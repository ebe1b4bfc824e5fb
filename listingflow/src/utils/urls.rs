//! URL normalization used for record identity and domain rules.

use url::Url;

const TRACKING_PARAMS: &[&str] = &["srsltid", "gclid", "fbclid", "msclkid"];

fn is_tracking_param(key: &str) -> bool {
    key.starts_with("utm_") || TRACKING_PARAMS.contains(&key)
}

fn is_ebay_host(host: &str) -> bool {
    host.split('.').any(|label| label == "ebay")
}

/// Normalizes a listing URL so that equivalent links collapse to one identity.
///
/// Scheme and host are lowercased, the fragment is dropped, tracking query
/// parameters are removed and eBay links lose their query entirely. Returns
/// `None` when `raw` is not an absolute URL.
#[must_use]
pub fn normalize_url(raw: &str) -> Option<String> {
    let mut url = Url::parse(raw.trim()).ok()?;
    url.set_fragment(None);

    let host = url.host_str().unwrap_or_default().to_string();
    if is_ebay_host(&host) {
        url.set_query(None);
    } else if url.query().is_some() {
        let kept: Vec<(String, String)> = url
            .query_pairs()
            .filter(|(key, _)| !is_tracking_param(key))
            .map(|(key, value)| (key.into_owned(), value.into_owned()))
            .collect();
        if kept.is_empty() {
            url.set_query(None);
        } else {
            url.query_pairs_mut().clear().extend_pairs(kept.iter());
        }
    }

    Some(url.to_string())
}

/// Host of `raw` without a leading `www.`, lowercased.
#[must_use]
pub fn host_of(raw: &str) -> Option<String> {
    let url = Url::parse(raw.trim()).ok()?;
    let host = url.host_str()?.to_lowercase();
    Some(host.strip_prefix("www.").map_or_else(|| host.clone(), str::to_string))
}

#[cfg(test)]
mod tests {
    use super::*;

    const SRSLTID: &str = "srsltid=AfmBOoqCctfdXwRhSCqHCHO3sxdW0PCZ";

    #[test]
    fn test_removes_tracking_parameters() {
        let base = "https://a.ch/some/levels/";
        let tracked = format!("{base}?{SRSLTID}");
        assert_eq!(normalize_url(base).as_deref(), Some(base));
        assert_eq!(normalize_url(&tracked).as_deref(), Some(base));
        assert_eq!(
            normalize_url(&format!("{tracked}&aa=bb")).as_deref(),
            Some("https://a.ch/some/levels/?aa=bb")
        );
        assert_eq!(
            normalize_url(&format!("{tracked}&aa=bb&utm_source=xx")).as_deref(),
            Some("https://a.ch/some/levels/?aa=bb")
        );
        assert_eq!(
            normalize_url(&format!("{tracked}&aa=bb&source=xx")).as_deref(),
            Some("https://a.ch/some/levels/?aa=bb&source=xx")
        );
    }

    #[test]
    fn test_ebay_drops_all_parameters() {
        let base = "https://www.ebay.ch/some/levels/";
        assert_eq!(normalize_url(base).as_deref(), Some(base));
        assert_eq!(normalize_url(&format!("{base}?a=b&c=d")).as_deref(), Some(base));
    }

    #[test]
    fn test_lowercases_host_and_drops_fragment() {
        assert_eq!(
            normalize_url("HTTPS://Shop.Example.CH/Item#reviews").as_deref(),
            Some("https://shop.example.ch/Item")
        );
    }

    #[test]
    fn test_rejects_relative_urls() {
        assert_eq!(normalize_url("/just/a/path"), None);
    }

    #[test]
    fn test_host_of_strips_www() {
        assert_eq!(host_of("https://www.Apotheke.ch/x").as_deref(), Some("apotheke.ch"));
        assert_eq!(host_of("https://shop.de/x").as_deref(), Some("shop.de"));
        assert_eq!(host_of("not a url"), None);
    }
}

────────────────────

Line tally for "levels": say how many lines of the records above contain it, and give nothing but the number.

5